* Task to complete
Copy, from the entries below, each line in which the string "doesn" appears.

──────── Material shown

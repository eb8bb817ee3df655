//! Local filesystem storage provider.

use async_trait::async_trait;
use bytes::Bytes;
use chrono::{DateTime, Utc};
use std::path::{Path, PathBuf};
use tokio::fs;
use uuid::Uuid;

use crate::key::ObjectKey;
use crate::provider::{object_url, StorageProvider, StoredObject};
use resumevault_common::{Error, Result};

/// Local filesystem storage provider.
///
/// Stores objects under a root directory and hands out URLs below a public
/// base URL; the HTTP server serves that directory.
pub struct LocalProvider {
    root: PathBuf,
    base_url: String,
}

impl LocalProvider {
    /// Create a new local provider with the given root directory.
    ///
    /// # Postconditions
    /// - Root directory is created if it doesn't exist
    ///
    /// # Errors
    /// - Permission denied
    pub fn new(root: impl AsRef<Path>, base_url: impl Into<String>) -> Result<Self> {
        let root = root.as_ref().to_path_buf();

        // Create root if it doesn't exist (sync for constructor)
        if !root.exists() {
            std::fs::create_dir_all(&root)?;
        }

        Ok(Self {
            root,
            base_url: base_url.into(),
        })
    }

    /// Root directory objects are written under.
    pub fn root(&self) -> &Path {
        &self.root
    }

    /// Convert an ObjectKey to a filesystem path.
    fn to_fs_path(&self, key: &ObjectKey) -> PathBuf {
        let mut fs_path = self.root.clone();
        for component in key.components() {
            fs_path.push(component);
        }
        fs_path
    }
}

#[async_trait]
impl StorageProvider for LocalProvider {
    fn name(&self) -> &str {
        "local"
    }

    async fn put(&self, key: &ObjectKey, data: Bytes, content_type: &str) -> Result<StoredObject> {
        let fs_path = self.to_fs_path(key);

        if let Some(parent) = fs_path.parent() {
            fs::create_dir_all(parent).await?;
        }

        // Write beside the target and rename so readers never see a partial file.
        let staging = fs_path.with_file_name(format!(".{}.{}", key.name(), Uuid::new_v4()));
        fs::write(&staging, &data).await?;
        if let Err(e) = fs::rename(&staging, &fs_path).await {
            let _ = fs::remove_file(&staging).await;
            return Err(e.into());
        }

        let fs_meta = fs::metadata(&fs_path).await?;
        let stored_at: DateTime<Utc> = fs_meta
            .modified()
            .map(|t| t.into())
            .unwrap_or_else(|_| Utc::now());

        Ok(StoredObject {
            key: key.clone(),
            url: object_url(&self.base_url, key),
            size: fs_meta.len(),
            content_type: content_type.to_string(),
            stored_at,
            etag: Some(format!("{}-{}", stored_at.timestamp_millis(), fs_meta.len())),
        })
    }

    async fn get(&self, key: &ObjectKey) -> Result<Bytes> {
        let fs_path = self.to_fs_path(key);

        if !fs_path.is_file() {
            return Err(Error::NotFound(format!("Object not found: {}", key)));
        }

        Ok(Bytes::from(fs::read(&fs_path).await?))
    }

    async fn exists(&self, key: &ObjectKey) -> Result<bool> {
        Ok(self.to_fs_path(key).is_file())
    }

    async fn delete(&self, key: &ObjectKey) -> Result<()> {
        let fs_path = self.to_fs_path(key);

        if !fs_path.is_file() {
            return Err(Error::NotFound(format!("Object not found: {}", key)));
        }

        fs::remove_file(&fs_path).await?;
        Ok(())
    }
}

#[cfg(test)]
mod tests {
    use super::*;
    use tempfile::TempDir;

    #[tokio::test]
    async fn test_local_put_get() {
        let temp = TempDir::new().unwrap();
        let provider = LocalProvider::new(temp.path(), "http://localhost:5000/files").unwrap();
        let key = ObjectKey::parse("resumes/u1/cv.pdf").unwrap();
        let data = Bytes::from_static(b"%PDF-1.4 local");

        let stored = provider.put(&key, data.clone(), "application/pdf").await.unwrap();

        assert_eq!(stored.size, data.len() as u64);
        assert_eq!(stored.url, "http://localhost:5000/files/resumes/u1/cv.pdf");
        assert!(temp.path().join("resumes/u1/cv.pdf").is_file());
        assert_eq!(provider.get(&key).await.unwrap(), data);
    }

    #[tokio::test]
    async fn test_local_leaves_no_staging_files() {
        let temp = TempDir::new().unwrap();
        let provider = LocalProvider::new(temp.path(), "http://x").unwrap();
        let key = ObjectKey::parse("d/cv.pdf").unwrap();

        provider.put(&key, Bytes::from_static(b"1"), "application/pdf").await.unwrap();

        let entries: Vec<_> = std::fs::read_dir(temp.path().join("d")).unwrap().collect();
        assert_eq!(entries.len(), 1);
    }

    #[tokio::test]
    async fn test_local_delete() {
        let temp = TempDir::new().unwrap();
        let provider = LocalProvider::new(temp.path(), "http://x").unwrap();
        let key = ObjectKey::parse("cv.pdf").unwrap();

        provider.put(&key, Bytes::from_static(b"1"), "application/pdf").await.unwrap();
        assert!(provider.exists(&key).await.unwrap());

        provider.delete(&key).await.unwrap();
        assert!(!provider.exists(&key).await.unwrap());
        assert!(matches!(provider.get(&key).await, Err(Error::NotFound(_))));
    }

    #[tokio::test]
    async fn test_local_creates_root() {
        let temp = TempDir::new().unwrap();
        let root = temp.path().join("nested/uploads");
        let provider = LocalProvider::new(&root, "http://x").unwrap();
        assert!(provider.root().is_dir());
    }
}
//! HTTP routes.

pub mod auth;
pub mod health;
pub mod resumes;

use axum::extract::DefaultBodyLimit;
use axum::http::{header, Method};
use axum::routing::{delete, get, post};
use axum::Router;
use tower_http::cors::CorsLayer;
use tower_http::services::ServeDir;
use tower_http::trace::TraceLayer;

use crate::state::AppState;

/// Multipart framing allowance on top of the largest accepted file.
const MULTIPART_OVERHEAD: usize = 64 * 1024;

/// Build the application router.
pub fn router(state: AppState) -> Router {
    let upload_limit = usize::try_from(state.vault.policy().max_file_bytes)
        .unwrap_or(usize::MAX)
        .saturating_add(MULTIPART_OVERHEAD);

    let cors = CorsLayer::new()
        .allow_origin(state.cors_origin.clone())
        .allow_credentials(true)
        .allow_methods([Method::GET, Method::POST, Method::DELETE, Method::OPTIONS])
        .allow_headers([header::AUTHORIZATION, header::CONTENT_TYPE]);

    let files_root = state.files_root.clone();

    let mut app = Router::new()
        .route("/", get(health::ping))
        .route("/health", get(health::health))
        .route("/auth/signup", post(auth::signup))
        .route("/auth/login", post(auth::login))
        .route("/auth/checkUser", get(auth::check_user))
        .route("/auth/password", post(auth::change_password))
        .route("/auth/google", get(auth::google_start))
        .route("/auth/google/callback", get(auth::google_callback))
        .route(
            "/resumes/upload",
            post(resumes::upload).layer(DefaultBodyLimit::max(upload_limit)),
        )
        .route("/resumes", get(resumes::list))
        .route("/resumes/usage", get(resumes::usage))
        .route("/resumes/{id}", delete(resumes::delete));

    if let Some(root) = files_root {
        app = app.nest_service("/files", ServeDir::new(root));
    }

    app.with_state(state)
        .layer(cors)
        .layer(TraceLayer::new_for_http())
}
//! Cryptographic primitives for ResumeVault.
//!
//! This module provides:
//! - Password hashing using Argon2id (PHC strings)
//! - Signed, expiring bearer tokens (HS256)
//! - Secret key handling with automatic zeroization
//!
//! # Security Guarantees
//! - Key material is zeroized on drop
//! - No password, hash, or token is ever logged
//! - Password comparison is constant-time

pub mod keys;
pub mod password;
pub mod token;

pub use keys::SigningKey;
pub use password::{equalize_timing, hash_password, verify_password, KdfParams};
pub use token::{TokenClaims, TokenSigner};
//! Store traits.
//!
//! The HTTP-facing crates only see these traits; `SqliteStore` is the
//! production implementation.

use async_trait::async_trait;

use crate::models::{LedgerDrift, NewResume, NewUser, Resume, User};
use resumevault_common::{Email, ResumeId, Result, SizeMb, UserId};

/// Durable user records.
#[async_trait]
pub trait IdentityStore: Send + Sync {
    /// Create a user.
    ///
    /// # Errors
    /// - `Conflict` if a user with the same normalized email exists
    async fn create_user(&self, new_user: NewUser) -> Result<User>;

    /// Look up a user by normalized email.
    async fn find_user_by_email(&self, email: &Email) -> Result<Option<User>>;

    /// Look up a user by id.
    async fn find_user(&self, id: &UserId) -> Result<Option<User>>;

    /// Replace a local account's password hash.
    ///
    /// # Errors
    /// - `NotFound` if no such user exists
    async fn update_password_hash(&self, id: &UserId, password_hash: String) -> Result<()>;
}

/// Durable resume records and the per-user quota ledger.
#[async_trait]
pub trait DocumentStore: Send + Sync {
    /// Current ledger total for a user.
    ///
    /// # Errors
    /// - `NotFound` if no such user exists
    async fn ledger_total(&self, user: &UserId) -> Result<SizeMb>;

    /// Insert a resume and charge its size to the owner's ledger atomically.
    ///
    /// # Postconditions
    /// - On success the resume exists and the ledger grew by its size
    /// - On any error neither happened
    ///
    /// # Errors
    /// - `QuotaExceeded` if the charge would take the ledger above `limit`
    /// - `NotFound` if the owner does not exist
    async fn commit_upload(&self, new_resume: NewResume, limit: SizeMb) -> Result<Resume>;

    /// Remove a resume owned by `user` and refund its size, clamping at zero.
    ///
    /// # Errors
    /// - `NotFound` if the resume does not exist or belongs to someone else
    async fn commit_delete(&self, user: &UserId, resume: &ResumeId) -> Result<Resume>;

    /// A user's resumes, newest first.
    async fn list_resumes(&self, user: &UserId) -> Result<Vec<Resume>>;

    /// Recompute one user's ledger from their resumes.
    ///
    /// # Errors
    /// - `NotFound` if no such user exists
    async fn reconcile_user(&self, user: &UserId) -> Result<LedgerDrift>;

    /// Recompute every user's ledger.
    async fn reconcile_all(&self) -> Result<Vec<LedgerDrift>>;
}
//! Shared handler state.

use axum::http::HeaderValue;
use std::path::PathBuf;
use std::sync::Arc;
use tracing::info;

use crate::config::{ServerConfig, StorageBackend};
use resumevault_common::{Error, Result};
use resumevault_crypto::{KdfParams, SigningKey};
use resumevault_identity::{CredentialVerifier, FederatedProvider, GoogleOAuth, SessionIssuer};
use resumevault_storage::{create_default_registry, RetryConfig, StorageProvider};
use resumevault_store::SqliteStore;
use resumevault_vault::{DocumentVault, QuotaPolicy};

/// Everything the handlers need. Cheap to clone.
#[derive(Clone)]
pub struct AppState {
    pub verifier: CredentialVerifier,
    pub sessions: SessionIssuer,
    pub vault: DocumentVault,
    pub google: Option<Arc<dyn FederatedProvider>>,
    pub frontend_url: String,
    pub cors_origin: HeaderValue,
    /// Mark cookies `Secure` when the API is served over HTTPS.
    pub secure_cookies: bool,
    /// Directory served at `/files`, when objects live on local disk.
    pub files_root: Option<PathBuf>,
}

impl AppState {
    /// Open the store and storage backend named by `config`.
    ///
    /// # Errors
    /// - `Database` if the store cannot be opened
    /// - `Configuration` for an unusable secret, origin, or provider setting
    pub fn from_config(config: &ServerConfig) -> Result<Self> {
        let store = SqliteStore::open(&config.database_url)?;

        let registry = create_default_registry()?;
        let provider =
            registry.resolve(config.storage_backend.as_str(), config.provider_config())?;
        info!(backend = provider.name(), "Storage provider ready");

        let google = match config.google.clone() {
            Some(google) => Some(Arc::new(GoogleOAuth::new(google)?) as Arc<dyn FederatedProvider>),
            None => None,
        };

        Self::new(config, store, provider, google, KdfParams::default())
    }

    /// Assemble state from already-built parts.
    pub fn new(
        config: &ServerConfig,
        store: SqliteStore,
        provider: Arc<dyn StorageProvider>,
        google: Option<Arc<dyn FederatedProvider>>,
        kdf: KdfParams,
    ) -> Result<Self> {
        let key = SigningKey::new(config.jwt_secret.expose().as_bytes())?;
        let cors_origin = HeaderValue::from_str(&config.frontend_url)
            .map_err(|e| Error::Configuration(format!("Invalid FRONTEND_URL: {}", e)))?;

        let retry = RetryConfig::new(config.storage_max_retries)
            .with_attempt_timeout(Some(config.storage_timeout));
        let policy = QuotaPolicy::new(config.quota_limit, config.max_file_bytes);
        let store = Arc::new(store);

        Ok(Self {
            verifier: CredentialVerifier::new(store.clone(), kdf),
            sessions: SessionIssuer::new(&key),
            vault: DocumentVault::new(store, provider, policy, retry),
            google,
            frontend_url: config.frontend_url.clone(),
            cors_origin,
            secure_cookies: config.public_url.starts_with("https://"),
            files_root: match config.storage_backend {
                StorageBackend::Local => Some(config.storage_root.clone()),
                StorageBackend::Memory => None,
            },
        })
    }
}
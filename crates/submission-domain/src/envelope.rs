use crate::error::DomainError;
use serde::{Deserialize, Serialize};
use serde_json::{Map, Value};

/// EventId value marking an analysis-report event.
pub const ANALYSIS_REPORT_EVENT_ID: i64 = 112;

/// A decoded transaction lifecycle event.
///
/// The routing fields are lifted out of the JSON body for dispatching, while
/// `properties` keeps the full body verbatim so every field the producer sent
/// ends up in the aggregate document.
#[derive(Debug, Clone, PartialEq)]
pub struct TransactionEvent {
    pub file_id: String,
    pub event_id: i64,
    pub timestamp: String,
    pub analysis_report: Option<String>,
    pub properties: Map<String, Value>,
}

impl TransactionEvent {
    /// Decode an inbound message body.
    ///
    /// `FileId` and `EventId` are required; their absence is a decode error.
    /// A missing or non-string `Timestamp` is left empty and rejected later
    /// by key resolution, so it classifies as a timestamp error rather than
    /// a decode error. `AnalysisReport` is required for report events.
    pub fn decode(body: &[u8]) -> Result<Self, DomainError> {
        let properties: Map<String, Value> = serde_json::from_slice(body)
            .map_err(|e| DomainError::Decode(format!("body is not a JSON object: {e}")))?;

        let file_id = properties
            .get("FileId")
            .and_then(Value::as_str)
            .ok_or_else(|| DomainError::Decode("missing or non-string FileId".to_string()))?
            .to_string();

        let event_id = properties
            .get("EventId")
            .and_then(as_event_id)
            .ok_or_else(|| DomainError::Decode("missing or non-numeric EventId".to_string()))?;

        let timestamp = properties
            .get("Timestamp")
            .and_then(Value::as_str)
            .unwrap_or_default()
            .to_string();

        let analysis_report = properties
            .get("AnalysisReport")
            .and_then(Value::as_str)
            .map(String::from);

        if event_id == ANALYSIS_REPORT_EVENT_ID && analysis_report.is_none() {
            return Err(DomainError::Decode(
                "analysis-report event without AnalysisReport".to_string(),
            ));
        }

        Ok(Self {
            file_id,
            event_id,
            timestamp,
            analysis_report,
            properties,
        })
    }

    pub fn is_analysis_report(&self) -> bool {
        self.event_id == ANALYSIS_REPORT_EVENT_ID
    }

    /// Convert into the record persisted inside the aggregate document.
    pub fn into_record(self) -> EventRecord {
        EventRecord {
            properties: self.properties,
        }
    }
}

// Producers are not consistent about integer vs float encoding, so accept
// both and truncate, the same way the original consumer cast from float64.
fn as_event_id(value: &Value) -> Option<i64> {
    value.as_i64().or_else(|| value.as_f64().map(|f| f as i64))
}

/// One appended event inside an aggregate document.
#[derive(Debug, Clone, PartialEq, Serialize, Deserialize)]
pub struct EventRecord {
    #[serde(rename = "Properties")]
    pub properties: Map<String, Value>,
}

/// The per-key aggregate document persisted as `metadata.json`.
#[derive(Debug, Clone, Default, PartialEq, Serialize, Deserialize)]
pub struct MetadataDocument {
    #[serde(rename = "Events", default)]
    pub events: Vec<EventRecord>,
}
use std::time::Duration;
use tracing::info;

/// Terminal classification of one processed delivery, used as the metrics
/// counter key.
#[derive(Debug, Clone, Copy, PartialEq, Eq)]
pub enum DeliveryOutcome {
    Ok,
    JsonError,
    TimestampError,
    WriteError,
}

impl DeliveryOutcome {
    pub fn as_str(&self) -> &'static str {
        match self {
            DeliveryOutcome::Ok => "ok",
            DeliveryOutcome::JsonError => "json_error",
            DeliveryOutcome::TimestampError => "timestamp_error",
            DeliveryOutcome::WriteError => "write_error",
        }
    }
}

/// Injected metrics collaborator. The dispatcher reports every delivery's
/// outcome and processing time here; the transport (counters, histograms)
/// belongs to the observer implementation.
#[cfg_attr(any(test, feature = "testing"), mockall::automock)]
pub trait OutcomeObserver: Send + Sync {
    fn delivery_processed(&self, outcome: DeliveryOutcome, elapsed: Duration);
}

/// Observer that reports outcomes as structured log events.
pub struct LogOutcomeObserver;

impl OutcomeObserver for LogOutcomeObserver {
    fn delivery_processed(&self, outcome: DeliveryOutcome, elapsed: Duration) {
        info!(
            outcome = outcome.as_str(),
            elapsed_ms = elapsed.as_millis() as u64,
            "delivery processed"
        );
    }
}
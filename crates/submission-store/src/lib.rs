pub mod fs;
pub mod memory;

pub use fs::*;
pub use memory::*;
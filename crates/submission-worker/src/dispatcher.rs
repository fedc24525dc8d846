use crate::outcome::{DeliveryOutcome, OutcomeObserver};
use std::sync::Arc;
use std::time::Instant;
use submission_domain::{DomainError, DomainResult, StorageKey, TransactionAggregator, TransactionEvent};
use tracing::{error, info, instrument, warn};

/// What the broker should do with a delivery after processing.
#[derive(Debug, Clone, Copy, PartialEq, Eq)]
pub enum Disposition {
    /// Commit succeeded; positively acknowledge.
    Ack,
    /// Permanent failure; reject without requeue, redelivery cannot help.
    Reject,
    /// Transient failure; negatively acknowledge so the broker redelivers.
    Requeue,
}

/// Classifies each delivery and drives it through the aggregator.
///
/// Decode and timestamp failures are permanent: redelivering a malformed
/// message would loop forever. Store failures that survive the retry policy
/// are transient and requeue.
pub struct DeliveryDispatcher {
    aggregator: Arc<TransactionAggregator>,
    observer: Arc<dyn OutcomeObserver>,
}

impl DeliveryDispatcher {
    pub fn new(aggregator: Arc<TransactionAggregator>, observer: Arc<dyn OutcomeObserver>) -> Self {
        Self {
            aggregator,
            observer,
        }
    }

    /// Process one delivery body and decide its disposition.
    ///
    /// Every path reports exactly one outcome to the observer.
    #[instrument(skip_all, fields(body_size = body.len()))]
    pub async fn process(&self, body: &[u8]) -> Disposition {
        let started = Instant::now();

        let (outcome, disposition) = match self.commit(body).await {
            Ok(()) => (DeliveryOutcome::Ok, Disposition::Ack),
            Err(e @ DomainError::Decode(_)) => {
                error!(error = %e, "rejecting malformed delivery");
                (DeliveryOutcome::JsonError, Disposition::Reject)
            }
            Err(e @ DomainError::InvalidTimestamp { .. }) => {
                error!(error = %e, "rejecting delivery with unusable timestamp");
                (DeliveryOutcome::TimestampError, Disposition::Reject)
            }
            Err(e) => {
                warn!(error = %e, "commit failed, requeueing delivery");
                (DeliveryOutcome::WriteError, Disposition::Requeue)
            }
        };

        self.observer.delivery_processed(outcome, started.elapsed());
        disposition
    }

    async fn commit(&self, body: &[u8]) -> DomainResult<()> {
        let event = TransactionEvent::decode(body)?;
        info!(
            file_id = %event.file_id,
            event_id = event.event_id,
            "received transaction event"
        );

        let key = StorageKey::resolve(&event.timestamp, &event.file_id)?;

        if event.is_analysis_report() {
            let report = event.analysis_report.as_deref().unwrap_or_default();
            self.aggregator.write_report_once(&key, report).await
        } else {
            self.aggregator.append_event(&key, event.into_record()).await
        }
    }
}

#[cfg(test)]
mod tests {
    use super::*;
    use crate::outcome::MockOutcomeObserver;
    use serde_json::json;
    use std::time::Duration;
    use submission_domain::{MetadataDocument, MockDocumentStore, RetryPolicy, StoreError};

    fn dispatcher_with(
        store: MockDocumentStore,
        expected_outcome: DeliveryOutcome,
        max_attempts: u32,
    ) -> DeliveryDispatcher {
        let aggregator = Arc::new(TransactionAggregator::new(
            Arc::new(store),
            RetryPolicy::new(max_attempts, Duration::from_millis(1)),
        ));

        let mut observer = MockOutcomeObserver::new();
        observer
            .expect_delivery_processed()
            .withf(move |outcome, _| *outcome == expected_outcome)
            .times(1)
            .return_const(());

        DeliveryDispatcher::new(aggregator, Arc::new(observer))
    }

    fn event_body() -> Vec<u8> {
        serde_json::to_vec(&json!({
            "FileId": "f1",
            "EventId": 1,
            "Timestamp": "2024-01-02T03:00:00Z",
            "foo": "bar"
        }))
        .unwrap()
    }

    #[tokio::test]
    async fn successful_commit_acks() {
        let mut store = MockDocumentStore::new();
        store.expect_ensure_container().returning(|_| Ok(()));
        store.expect_read().returning(|_| Ok(None));
        store
            .expect_write()
            .withf(|path, contents| {
                let doc: MetadataDocument = serde_json::from_slice(contents).unwrap();
                path == "2024/1/2/3/f1/metadata.json"
                    && doc.events.len() == 1
                    && doc.events[0].properties["foo"] == json!("bar")
            })
            .times(1)
            .returning(|_, _| Ok(()));

        let dispatcher = dispatcher_with(store, DeliveryOutcome::Ok, 5);
        assert_eq!(dispatcher.process(&event_body()).await, Disposition::Ack);
    }

    #[tokio::test]
    async fn report_event_routes_to_report_write() {
        let mut store = MockDocumentStore::new();
        store.expect_ensure_container().returning(|_| Ok(()));
        store.expect_exists().returning(|_| Ok(false));
        store
            .expect_write()
            .withf(|path, contents| path == "2024/1/2/3/f1/report.xml" && contents == b"<xml/>")
            .times(1)
            .returning(|_, _| Ok(()));

        let dispatcher = dispatcher_with(store, DeliveryOutcome::Ok, 5);
        let body = serde_json::to_vec(&json!({
            "FileId": "f1",
            "EventId": 112,
            "Timestamp": "2024-01-02T03:00:00Z",
            "AnalysisReport": "<xml/>"
        }))
        .unwrap();

        assert_eq!(dispatcher.process(&body).await, Disposition::Ack);
    }

    #[tokio::test]
    async fn malformed_body_is_rejected_without_requeue() {
        // No store expectations: a decode failure must never reach storage.
        let dispatcher = dispatcher_with(MockDocumentStore::new(), DeliveryOutcome::JsonError, 5);
        assert_eq!(dispatcher.process(b"not json").await, Disposition::Reject);
    }

    #[tokio::test]
    async fn missing_timestamp_is_a_timestamp_error() {
        let dispatcher =
            dispatcher_with(MockDocumentStore::new(), DeliveryOutcome::TimestampError, 5);
        let body = serde_json::to_vec(&json!({ "FileId": "f1", "EventId": 1 })).unwrap();
        assert_eq!(dispatcher.process(&body).await, Disposition::Reject);
    }

    #[tokio::test]
    async fn unparseable_timestamp_is_a_timestamp_error() {
        let dispatcher =
            dispatcher_with(MockDocumentStore::new(), DeliveryOutcome::TimestampError, 5);
        let body = serde_json::to_vec(&json!({
            "FileId": "f1",
            "EventId": 1,
            "Timestamp": "yesterday"
        }))
        .unwrap();
        assert_eq!(dispatcher.process(&body).await, Disposition::Reject);
    }

    #[tokio::test]
    async fn exhausted_store_failure_requeues() {
        let mut store = MockDocumentStore::new();
        store.expect_ensure_container().returning(|_| Ok(()));
        store
            .expect_read()
            .times(2)
            .returning(|_| Err(StoreError::Unavailable("backend down".to_string())));

        let dispatcher = dispatcher_with(store, DeliveryOutcome::WriteError, 2);
        assert_eq!(dispatcher.process(&event_body()).await, Disposition::Requeue);
    }
}
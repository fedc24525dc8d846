use tracing_subscriber::{layer::SubscriberExt, util::SubscriberInitExt, EnvFilter};

/// Initialize structured JSON logging.
///
/// `RUST_LOG` takes precedence over the configured level when set.
pub fn init_telemetry(log_level: &str) {
    let env_filter =
        EnvFilter::try_from_default_env().unwrap_or_else(|_| EnvFilter::new(log_level));

    let fmt_layer = tracing_subscriber::fmt::layer()
        .json()
        .with_span_list(true)
        .with_current_span(true);

    tracing_subscriber::registry()
        .with(env_filter)
        .with(fmt_layer)
        .init();
}
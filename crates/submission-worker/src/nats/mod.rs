mod client;
mod consumer;
mod traits;

pub use client::*;
pub use consumer::*;
pub use traits::*;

────────────────

* Final answer
    /// - Root directory is created if it doesn't exist
        // Create root if it doesn't exist (sync for constructor)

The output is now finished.